The company can either support or undermine the supervisor’s leadership through the allocating of funds for training, tools, and support systems, as well as purchasing the right equipment.
In the same way, the idea of management comes from images of a relentless cost-cutter, efficiency expert, or strictly a “numbers” person. The idealized manager has no time for soft skills, soft people, or for anything that doesn’t directly impact the value stream.
Good supervisor managers start early to ensure, as far as possible, technicians have everything they need to do their jobs. The maintenance manager makes sure the other groups are ready so that the task can proceed smoothly. They chase after their team members to ensure all work has work orders and technicians record all hours, all parts, and all other elements of the job.

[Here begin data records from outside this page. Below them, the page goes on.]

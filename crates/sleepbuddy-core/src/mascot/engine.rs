//! Mascot mood rules.
//!
//! The mood is a pure function of wall-clock time, the goal, the tracking
//! status and the streak. It is never the source of a timer; callers
//! re-evaluate it on start/stop, goal change, foreground and every fired
//! trigger.
//!
//! ```text
//! 00:00 ─ morning ─ 11:00 ─ daytime ─ 19:00 ─ wind-down ─ bed+1h ─ late ─
//!   milestone / yesterday   NEUTRAL      ENCOURAGING       ANGRY|NEUTRAL
//! ```

use chrono::{NaiveDateTime, NaiveTime, Timelike};

use super::MascotState;
use crate::goal::SleepGoal;
use crate::session::SleepSession;
use crate::streak::SPECIAL_STREAK_DAYS;

/// End of the morning window (exclusive).
pub const MORNING_END: NaiveTime = match NaiveTime::from_hms_opt(11, 0, 0) {
    Some(t) => t,
    None => NaiveTime::MIN,
};

/// End of the neutral daytime window (exclusive).
pub const DAYTIME_END: NaiveTime = match NaiveTime::from_hms_opt(19, 0, 0) {
    Some(t) => t,
    None => NaiveTime::MIN,
};

const WEEK_STREAK_DAYS: u32 = 7;
const WIND_DOWN_GRACE_MINUTES: u32 = 60;

fn minutes_of_day(t: NaiveTime) -> u32 {
    t.hour() * 60 + t.minute()
}

/// Minute-of-day at which the wind-down window closes. Bedtimes before noon
/// belong to the next calendar day, so the result may exceed 24h.
fn wind_down_end_minutes(bed_time: NaiveTime) -> u32 {
    let mut bed = minutes_of_day(bed_time);
    if bed_time < NaiveTime::from_hms_opt(12, 0, 0).unwrap_or(NaiveTime::MIN) {
        bed += 24 * 60;
    }
    bed + WIND_DOWN_GRACE_MINUTES
}

/// Compute the mascot's mood. First matching rule wins.
pub fn mascot_state(
    now: NaiveDateTime,
    goal: &SleepGoal,
    is_tracking: bool,
    current_streak: u32,
    last_session: Option<&SleepSession>,
) -> MascotState {
    let time = now.time();

    if time < MORNING_END {
        return if current_streak >= SPECIAL_STREAK_DAYS {
            MascotState::Special
        } else if current_streak >= WEEK_STREAK_DAYS {
            MascotState::ExtremelyHappy
        } else if last_session.is_some_and(|s| s.goal_met) {
            MascotState::Happy
        } else {
            MascotState::Angry
        };
    }

    if time < DAYTIME_END {
        return MascotState::Neutral;
    }

    if minutes_of_day(time) < wind_down_end_minutes(goal.bed_time) {
        return MascotState::Encouraging;
    }

    if is_tracking {
        MascotState::Neutral
    } else {
        MascotState::Angry
    }
}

The company will support or undermine the supervisor’s management by allocating adequate funds for maintenance management software, proper planning, and scheduling (including the issuance of permits and cleaning of equipment before the work is to start). The company supports their management by insisting that everyone adhere to the schedule. The company agrees to the importance of the predictive maintenance (PM) efforts and the adherence to the PM schedule. The company also provides adequate support in the form of parts, staffed warehousing, reliability, and maintenance engineering.
I visit organizations all the time that stand behind their supervisors as managers and promote supervisors’ leadership.
Unfortunately, I also visit organizations that give lip service to leadership and proper management. I think that attitude costs them real money by increasing turnover, increasing mistakes, lowering morale, and having leaders who do not lead, managers who do not manage, and supervisors who don’t supervise.